Stored data
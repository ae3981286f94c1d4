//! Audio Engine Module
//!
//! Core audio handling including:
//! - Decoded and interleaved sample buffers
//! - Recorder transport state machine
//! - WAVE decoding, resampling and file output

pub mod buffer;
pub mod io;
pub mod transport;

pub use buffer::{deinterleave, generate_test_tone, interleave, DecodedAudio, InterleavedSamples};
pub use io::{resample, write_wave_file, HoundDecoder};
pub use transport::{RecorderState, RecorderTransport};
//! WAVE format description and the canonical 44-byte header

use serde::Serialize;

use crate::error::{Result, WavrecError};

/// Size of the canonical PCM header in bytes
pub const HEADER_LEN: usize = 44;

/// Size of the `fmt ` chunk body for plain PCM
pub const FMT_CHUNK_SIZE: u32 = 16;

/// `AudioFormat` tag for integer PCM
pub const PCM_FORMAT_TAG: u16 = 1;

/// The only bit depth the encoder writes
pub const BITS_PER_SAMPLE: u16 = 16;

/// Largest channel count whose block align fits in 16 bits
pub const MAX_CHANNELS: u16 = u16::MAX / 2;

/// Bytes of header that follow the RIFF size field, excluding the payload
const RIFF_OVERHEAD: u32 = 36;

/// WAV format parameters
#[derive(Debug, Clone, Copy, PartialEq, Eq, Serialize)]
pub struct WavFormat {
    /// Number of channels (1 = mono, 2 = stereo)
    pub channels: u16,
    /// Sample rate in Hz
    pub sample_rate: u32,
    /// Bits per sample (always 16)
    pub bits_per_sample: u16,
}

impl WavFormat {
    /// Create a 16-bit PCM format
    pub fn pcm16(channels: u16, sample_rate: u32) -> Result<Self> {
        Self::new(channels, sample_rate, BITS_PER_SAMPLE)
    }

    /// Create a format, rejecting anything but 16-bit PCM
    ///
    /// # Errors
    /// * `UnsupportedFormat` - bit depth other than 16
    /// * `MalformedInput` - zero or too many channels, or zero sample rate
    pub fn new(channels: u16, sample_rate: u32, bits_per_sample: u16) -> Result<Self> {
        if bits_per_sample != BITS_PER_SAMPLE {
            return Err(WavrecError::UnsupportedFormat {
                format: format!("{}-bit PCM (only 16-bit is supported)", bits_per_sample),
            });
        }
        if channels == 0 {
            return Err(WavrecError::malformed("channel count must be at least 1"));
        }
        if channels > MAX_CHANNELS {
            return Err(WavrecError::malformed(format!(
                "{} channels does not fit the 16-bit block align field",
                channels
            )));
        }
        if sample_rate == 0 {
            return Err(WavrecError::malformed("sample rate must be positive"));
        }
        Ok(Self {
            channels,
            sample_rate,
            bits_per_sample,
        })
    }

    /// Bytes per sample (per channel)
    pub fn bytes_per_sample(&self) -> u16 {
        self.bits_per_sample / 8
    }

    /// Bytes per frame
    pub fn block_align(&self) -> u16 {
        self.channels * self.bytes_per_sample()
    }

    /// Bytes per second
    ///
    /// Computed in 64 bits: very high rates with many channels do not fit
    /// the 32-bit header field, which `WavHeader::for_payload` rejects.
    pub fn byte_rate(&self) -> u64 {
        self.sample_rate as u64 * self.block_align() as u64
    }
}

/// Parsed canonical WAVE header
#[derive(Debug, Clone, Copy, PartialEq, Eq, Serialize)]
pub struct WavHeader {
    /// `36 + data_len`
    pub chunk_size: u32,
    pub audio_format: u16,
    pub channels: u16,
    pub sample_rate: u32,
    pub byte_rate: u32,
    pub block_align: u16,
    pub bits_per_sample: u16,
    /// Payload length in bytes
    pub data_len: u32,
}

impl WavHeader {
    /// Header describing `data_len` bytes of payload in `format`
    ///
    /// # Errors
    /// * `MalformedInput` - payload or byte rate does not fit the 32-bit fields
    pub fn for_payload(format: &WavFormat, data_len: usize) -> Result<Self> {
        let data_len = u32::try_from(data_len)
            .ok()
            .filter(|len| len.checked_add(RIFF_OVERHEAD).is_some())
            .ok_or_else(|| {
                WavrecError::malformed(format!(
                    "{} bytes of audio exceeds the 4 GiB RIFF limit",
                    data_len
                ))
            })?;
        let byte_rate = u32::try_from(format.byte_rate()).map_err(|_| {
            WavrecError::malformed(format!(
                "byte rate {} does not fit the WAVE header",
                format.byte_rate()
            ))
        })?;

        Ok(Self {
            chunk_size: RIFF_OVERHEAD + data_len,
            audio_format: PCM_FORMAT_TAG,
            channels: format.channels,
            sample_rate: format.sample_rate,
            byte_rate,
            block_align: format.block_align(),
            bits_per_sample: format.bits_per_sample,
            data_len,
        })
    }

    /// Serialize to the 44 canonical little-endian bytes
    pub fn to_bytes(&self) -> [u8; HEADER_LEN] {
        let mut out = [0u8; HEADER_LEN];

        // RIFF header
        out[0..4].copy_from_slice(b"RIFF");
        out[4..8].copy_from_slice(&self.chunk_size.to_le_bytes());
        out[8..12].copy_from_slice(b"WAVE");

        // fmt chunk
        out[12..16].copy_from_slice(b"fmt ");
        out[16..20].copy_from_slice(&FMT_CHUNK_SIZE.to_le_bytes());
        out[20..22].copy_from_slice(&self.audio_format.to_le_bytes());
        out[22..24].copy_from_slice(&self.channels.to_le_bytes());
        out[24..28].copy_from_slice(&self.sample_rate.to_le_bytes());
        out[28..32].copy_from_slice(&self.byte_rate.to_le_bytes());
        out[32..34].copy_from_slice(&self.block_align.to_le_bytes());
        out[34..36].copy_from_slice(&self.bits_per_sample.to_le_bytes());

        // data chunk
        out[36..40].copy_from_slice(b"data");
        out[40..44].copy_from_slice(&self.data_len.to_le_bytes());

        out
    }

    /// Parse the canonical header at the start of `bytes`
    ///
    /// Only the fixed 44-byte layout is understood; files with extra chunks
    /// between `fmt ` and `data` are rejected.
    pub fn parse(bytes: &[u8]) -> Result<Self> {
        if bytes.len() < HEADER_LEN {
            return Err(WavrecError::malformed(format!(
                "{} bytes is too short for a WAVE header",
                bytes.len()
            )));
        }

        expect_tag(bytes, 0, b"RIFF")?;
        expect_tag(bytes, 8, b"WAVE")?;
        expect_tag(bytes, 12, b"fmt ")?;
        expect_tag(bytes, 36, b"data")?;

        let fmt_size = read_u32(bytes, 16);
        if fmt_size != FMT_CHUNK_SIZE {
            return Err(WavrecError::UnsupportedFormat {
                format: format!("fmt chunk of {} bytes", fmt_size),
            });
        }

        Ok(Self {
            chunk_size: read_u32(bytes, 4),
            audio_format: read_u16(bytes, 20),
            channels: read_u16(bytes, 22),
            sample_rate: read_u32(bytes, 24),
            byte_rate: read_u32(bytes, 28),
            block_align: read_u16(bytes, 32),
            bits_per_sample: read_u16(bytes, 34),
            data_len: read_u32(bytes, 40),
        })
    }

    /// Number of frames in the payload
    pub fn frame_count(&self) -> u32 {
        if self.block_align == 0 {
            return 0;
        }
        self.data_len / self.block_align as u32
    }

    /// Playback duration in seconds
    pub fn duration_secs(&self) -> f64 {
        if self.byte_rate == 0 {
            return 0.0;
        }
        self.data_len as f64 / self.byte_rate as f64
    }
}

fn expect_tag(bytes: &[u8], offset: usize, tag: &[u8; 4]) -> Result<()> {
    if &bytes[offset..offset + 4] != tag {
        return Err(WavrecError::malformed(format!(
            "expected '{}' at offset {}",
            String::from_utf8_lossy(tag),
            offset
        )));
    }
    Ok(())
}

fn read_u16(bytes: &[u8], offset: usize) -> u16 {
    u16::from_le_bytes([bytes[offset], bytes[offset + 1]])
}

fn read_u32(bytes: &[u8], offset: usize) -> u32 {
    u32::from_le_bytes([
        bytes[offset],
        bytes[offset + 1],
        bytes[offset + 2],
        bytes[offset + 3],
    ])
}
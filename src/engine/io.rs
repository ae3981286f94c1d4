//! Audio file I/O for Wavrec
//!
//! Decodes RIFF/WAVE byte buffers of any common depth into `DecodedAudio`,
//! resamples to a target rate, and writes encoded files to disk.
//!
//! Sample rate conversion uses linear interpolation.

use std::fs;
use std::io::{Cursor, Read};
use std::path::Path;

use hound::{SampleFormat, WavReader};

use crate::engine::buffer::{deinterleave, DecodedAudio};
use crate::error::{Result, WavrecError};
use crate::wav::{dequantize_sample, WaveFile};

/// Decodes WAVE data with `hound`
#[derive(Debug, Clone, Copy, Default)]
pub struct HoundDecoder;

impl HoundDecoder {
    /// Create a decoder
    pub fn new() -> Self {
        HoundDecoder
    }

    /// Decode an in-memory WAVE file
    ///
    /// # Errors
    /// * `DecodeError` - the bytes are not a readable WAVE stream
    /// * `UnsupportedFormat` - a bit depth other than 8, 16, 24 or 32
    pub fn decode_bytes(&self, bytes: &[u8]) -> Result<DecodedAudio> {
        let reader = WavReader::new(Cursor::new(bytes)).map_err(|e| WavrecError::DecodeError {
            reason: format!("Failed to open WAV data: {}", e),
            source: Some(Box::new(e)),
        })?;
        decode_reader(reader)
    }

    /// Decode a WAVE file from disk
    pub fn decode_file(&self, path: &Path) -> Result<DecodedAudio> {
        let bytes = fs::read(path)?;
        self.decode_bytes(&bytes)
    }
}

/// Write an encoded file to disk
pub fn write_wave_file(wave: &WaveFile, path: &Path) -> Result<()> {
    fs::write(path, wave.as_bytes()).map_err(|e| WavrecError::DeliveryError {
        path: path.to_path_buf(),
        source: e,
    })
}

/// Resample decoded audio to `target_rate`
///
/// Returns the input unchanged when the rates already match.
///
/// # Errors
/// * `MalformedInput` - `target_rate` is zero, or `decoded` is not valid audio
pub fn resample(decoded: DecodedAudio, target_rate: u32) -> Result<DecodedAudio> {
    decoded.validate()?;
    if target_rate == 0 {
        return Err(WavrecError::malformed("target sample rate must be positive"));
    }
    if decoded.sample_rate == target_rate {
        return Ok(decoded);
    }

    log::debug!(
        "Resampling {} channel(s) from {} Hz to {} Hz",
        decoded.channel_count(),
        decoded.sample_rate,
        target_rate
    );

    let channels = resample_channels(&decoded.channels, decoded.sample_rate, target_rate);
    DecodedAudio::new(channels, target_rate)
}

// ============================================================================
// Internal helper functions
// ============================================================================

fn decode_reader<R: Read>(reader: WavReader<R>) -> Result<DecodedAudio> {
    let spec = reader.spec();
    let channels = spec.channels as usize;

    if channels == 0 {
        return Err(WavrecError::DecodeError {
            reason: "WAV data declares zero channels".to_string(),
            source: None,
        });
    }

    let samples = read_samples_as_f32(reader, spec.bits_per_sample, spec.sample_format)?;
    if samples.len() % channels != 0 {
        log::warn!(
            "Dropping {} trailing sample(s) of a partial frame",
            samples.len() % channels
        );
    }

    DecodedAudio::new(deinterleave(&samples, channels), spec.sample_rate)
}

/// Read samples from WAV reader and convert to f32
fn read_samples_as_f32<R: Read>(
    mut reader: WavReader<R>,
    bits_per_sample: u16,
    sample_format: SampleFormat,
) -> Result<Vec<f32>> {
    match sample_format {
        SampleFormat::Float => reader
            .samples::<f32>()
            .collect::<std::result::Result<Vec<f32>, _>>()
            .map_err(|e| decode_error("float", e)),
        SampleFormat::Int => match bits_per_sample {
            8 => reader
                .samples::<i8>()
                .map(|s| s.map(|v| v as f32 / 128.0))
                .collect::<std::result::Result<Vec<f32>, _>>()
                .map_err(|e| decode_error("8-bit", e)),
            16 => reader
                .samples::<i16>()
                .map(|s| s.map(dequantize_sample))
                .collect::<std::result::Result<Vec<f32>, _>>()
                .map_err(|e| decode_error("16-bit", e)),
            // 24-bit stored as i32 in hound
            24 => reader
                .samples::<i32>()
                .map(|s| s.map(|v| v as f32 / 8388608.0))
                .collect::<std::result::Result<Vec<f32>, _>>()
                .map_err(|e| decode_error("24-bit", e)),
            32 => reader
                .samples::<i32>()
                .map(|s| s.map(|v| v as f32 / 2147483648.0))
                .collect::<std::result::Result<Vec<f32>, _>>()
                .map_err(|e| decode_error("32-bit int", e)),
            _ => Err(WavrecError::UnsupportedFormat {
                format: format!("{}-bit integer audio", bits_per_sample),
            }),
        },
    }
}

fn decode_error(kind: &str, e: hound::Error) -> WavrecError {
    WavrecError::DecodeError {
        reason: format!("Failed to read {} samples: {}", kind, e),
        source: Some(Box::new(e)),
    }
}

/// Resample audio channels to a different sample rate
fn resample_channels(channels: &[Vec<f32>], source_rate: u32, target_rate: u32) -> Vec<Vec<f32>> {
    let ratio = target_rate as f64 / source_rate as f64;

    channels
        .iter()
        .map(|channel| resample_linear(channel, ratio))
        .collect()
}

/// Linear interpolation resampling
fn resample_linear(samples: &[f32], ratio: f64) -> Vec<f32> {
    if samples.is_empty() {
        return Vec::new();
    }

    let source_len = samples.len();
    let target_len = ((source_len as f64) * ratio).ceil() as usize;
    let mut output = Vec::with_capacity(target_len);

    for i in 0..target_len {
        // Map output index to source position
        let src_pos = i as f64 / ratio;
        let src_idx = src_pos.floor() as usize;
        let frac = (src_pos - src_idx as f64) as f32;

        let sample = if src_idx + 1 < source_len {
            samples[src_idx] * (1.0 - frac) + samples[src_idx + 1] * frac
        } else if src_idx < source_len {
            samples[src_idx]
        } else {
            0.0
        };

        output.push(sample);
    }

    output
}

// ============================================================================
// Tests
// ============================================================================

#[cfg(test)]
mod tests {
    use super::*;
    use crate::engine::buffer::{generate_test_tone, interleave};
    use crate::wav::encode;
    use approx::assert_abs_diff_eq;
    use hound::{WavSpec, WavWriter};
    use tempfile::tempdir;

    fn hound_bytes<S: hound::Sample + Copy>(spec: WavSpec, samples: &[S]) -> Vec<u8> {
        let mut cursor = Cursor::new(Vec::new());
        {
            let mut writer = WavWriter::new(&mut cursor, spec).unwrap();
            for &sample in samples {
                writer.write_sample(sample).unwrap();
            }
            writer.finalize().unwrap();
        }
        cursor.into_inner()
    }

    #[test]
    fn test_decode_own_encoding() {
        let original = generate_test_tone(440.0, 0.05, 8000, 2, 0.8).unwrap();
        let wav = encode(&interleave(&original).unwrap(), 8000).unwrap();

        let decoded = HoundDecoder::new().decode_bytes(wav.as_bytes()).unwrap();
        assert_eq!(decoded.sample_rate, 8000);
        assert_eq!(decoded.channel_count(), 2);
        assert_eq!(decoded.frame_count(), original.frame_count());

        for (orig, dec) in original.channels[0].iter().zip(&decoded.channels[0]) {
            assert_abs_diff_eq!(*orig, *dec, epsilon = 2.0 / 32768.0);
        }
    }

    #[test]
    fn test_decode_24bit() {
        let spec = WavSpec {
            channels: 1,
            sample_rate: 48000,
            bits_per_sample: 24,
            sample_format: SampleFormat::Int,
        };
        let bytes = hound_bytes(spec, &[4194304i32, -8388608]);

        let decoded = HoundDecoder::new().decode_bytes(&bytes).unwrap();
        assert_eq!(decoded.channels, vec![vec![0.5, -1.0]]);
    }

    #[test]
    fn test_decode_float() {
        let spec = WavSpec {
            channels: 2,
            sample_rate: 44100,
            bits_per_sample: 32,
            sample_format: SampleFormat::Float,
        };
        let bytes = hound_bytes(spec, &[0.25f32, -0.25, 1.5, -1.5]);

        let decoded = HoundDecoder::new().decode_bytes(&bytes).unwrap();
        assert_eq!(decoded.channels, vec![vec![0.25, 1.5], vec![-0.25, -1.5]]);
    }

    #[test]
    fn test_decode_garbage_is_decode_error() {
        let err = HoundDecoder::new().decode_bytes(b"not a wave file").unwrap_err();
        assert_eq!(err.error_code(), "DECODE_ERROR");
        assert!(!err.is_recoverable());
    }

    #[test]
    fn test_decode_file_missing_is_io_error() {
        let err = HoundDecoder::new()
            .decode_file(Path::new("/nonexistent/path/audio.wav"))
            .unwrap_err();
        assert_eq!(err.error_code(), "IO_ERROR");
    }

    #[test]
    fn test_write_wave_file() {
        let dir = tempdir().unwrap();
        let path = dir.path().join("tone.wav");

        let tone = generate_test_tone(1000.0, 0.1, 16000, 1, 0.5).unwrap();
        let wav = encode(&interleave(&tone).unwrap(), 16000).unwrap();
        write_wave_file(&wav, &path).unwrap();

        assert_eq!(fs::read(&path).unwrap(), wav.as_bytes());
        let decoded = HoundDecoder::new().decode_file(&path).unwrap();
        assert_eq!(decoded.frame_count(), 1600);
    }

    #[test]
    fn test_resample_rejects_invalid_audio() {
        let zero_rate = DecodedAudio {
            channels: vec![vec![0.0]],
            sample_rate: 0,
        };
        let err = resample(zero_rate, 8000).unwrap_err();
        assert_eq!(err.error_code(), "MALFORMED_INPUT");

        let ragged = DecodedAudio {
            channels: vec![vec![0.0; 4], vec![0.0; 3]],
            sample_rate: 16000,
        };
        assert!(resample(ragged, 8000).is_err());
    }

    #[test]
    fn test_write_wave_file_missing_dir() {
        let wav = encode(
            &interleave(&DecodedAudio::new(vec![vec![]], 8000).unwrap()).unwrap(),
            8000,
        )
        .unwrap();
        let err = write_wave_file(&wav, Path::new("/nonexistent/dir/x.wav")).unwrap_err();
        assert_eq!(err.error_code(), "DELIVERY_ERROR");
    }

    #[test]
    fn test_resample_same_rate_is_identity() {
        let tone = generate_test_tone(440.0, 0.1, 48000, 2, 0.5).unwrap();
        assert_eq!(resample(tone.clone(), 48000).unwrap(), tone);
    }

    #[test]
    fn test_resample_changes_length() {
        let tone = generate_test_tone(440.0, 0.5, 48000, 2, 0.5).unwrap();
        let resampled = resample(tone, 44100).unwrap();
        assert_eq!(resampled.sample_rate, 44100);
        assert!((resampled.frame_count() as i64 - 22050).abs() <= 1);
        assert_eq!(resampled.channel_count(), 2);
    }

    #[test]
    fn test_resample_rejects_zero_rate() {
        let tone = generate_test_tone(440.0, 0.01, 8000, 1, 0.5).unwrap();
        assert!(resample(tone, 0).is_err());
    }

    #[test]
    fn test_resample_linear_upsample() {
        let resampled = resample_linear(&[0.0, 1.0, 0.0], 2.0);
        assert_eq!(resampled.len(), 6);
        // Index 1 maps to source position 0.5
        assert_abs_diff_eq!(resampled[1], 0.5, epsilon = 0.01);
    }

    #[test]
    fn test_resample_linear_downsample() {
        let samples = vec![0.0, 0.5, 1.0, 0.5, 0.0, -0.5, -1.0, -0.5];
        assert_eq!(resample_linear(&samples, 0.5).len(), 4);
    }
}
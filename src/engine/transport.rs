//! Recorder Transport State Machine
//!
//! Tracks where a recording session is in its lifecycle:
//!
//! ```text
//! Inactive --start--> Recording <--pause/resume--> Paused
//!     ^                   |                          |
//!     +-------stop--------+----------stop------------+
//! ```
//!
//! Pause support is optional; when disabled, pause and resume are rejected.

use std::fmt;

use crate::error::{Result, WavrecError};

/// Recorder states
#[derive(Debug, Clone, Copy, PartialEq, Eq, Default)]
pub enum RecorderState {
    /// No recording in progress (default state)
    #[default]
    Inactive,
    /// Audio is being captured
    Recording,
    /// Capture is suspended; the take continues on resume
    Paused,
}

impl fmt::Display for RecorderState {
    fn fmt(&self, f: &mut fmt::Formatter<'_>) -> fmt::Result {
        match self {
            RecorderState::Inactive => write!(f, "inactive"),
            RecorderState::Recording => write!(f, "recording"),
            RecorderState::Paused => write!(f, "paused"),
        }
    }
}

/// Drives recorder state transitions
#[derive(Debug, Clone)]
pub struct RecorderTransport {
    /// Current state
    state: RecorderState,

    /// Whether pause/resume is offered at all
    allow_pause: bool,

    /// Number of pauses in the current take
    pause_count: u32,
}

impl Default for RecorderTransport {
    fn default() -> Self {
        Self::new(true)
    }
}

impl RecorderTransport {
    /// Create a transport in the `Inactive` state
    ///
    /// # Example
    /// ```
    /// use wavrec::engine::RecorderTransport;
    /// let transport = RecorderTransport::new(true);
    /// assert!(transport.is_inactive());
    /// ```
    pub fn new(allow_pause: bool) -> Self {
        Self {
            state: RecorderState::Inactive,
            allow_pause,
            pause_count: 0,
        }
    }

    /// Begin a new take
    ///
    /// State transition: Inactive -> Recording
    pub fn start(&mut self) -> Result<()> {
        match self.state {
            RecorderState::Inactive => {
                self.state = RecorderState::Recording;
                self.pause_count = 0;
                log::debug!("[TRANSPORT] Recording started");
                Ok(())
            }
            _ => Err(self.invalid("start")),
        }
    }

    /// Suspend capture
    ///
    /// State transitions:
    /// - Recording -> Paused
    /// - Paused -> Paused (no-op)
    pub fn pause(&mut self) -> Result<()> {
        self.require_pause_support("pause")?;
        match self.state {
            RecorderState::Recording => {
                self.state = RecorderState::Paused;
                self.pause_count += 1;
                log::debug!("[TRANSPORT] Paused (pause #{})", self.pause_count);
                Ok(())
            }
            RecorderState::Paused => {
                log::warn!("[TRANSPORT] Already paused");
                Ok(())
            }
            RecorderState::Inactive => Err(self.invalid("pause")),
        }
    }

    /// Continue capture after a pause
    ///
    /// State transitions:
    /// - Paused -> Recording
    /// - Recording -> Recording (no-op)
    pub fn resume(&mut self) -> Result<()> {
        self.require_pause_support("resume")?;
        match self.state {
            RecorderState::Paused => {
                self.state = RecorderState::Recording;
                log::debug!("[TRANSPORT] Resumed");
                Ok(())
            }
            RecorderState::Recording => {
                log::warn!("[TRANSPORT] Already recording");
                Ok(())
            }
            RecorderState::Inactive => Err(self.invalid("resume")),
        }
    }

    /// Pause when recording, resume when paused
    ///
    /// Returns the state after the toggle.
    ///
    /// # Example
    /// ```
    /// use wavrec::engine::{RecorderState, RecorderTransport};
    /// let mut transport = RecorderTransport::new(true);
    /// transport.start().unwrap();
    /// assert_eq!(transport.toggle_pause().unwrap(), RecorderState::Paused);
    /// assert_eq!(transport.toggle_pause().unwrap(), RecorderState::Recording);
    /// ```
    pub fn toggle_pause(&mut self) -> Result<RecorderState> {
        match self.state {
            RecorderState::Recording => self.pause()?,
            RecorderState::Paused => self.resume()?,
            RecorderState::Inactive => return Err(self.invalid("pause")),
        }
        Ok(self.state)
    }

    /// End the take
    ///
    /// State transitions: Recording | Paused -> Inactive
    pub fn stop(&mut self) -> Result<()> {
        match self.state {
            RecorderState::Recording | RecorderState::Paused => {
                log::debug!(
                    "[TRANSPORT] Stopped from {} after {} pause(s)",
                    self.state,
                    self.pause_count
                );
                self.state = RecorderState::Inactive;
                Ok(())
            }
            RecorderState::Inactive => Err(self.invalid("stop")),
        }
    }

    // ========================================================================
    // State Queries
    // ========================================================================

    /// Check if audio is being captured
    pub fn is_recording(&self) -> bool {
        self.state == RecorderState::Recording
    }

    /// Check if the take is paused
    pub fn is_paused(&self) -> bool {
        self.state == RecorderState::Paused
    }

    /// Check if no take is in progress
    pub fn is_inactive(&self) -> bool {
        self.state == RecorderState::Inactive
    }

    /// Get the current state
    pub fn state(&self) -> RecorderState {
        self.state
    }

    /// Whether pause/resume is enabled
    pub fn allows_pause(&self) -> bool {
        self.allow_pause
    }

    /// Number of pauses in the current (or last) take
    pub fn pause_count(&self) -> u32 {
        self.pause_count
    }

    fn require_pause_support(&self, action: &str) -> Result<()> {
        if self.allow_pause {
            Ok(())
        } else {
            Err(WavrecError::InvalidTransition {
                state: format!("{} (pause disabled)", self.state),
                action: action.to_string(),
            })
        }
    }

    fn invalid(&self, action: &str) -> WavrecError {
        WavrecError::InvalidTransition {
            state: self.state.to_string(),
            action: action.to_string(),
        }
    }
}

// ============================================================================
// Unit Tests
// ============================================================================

§ What you should do: Search the entries for "nonexistent" and copy out each line that has it.

§ Your solution:
            .decode_file(Path::new("/nonexistent/path/audio.wav"))
        let err = write_wave_file(&wav, Path::new("/nonexistent/dir/x.wav")).unwrap_err();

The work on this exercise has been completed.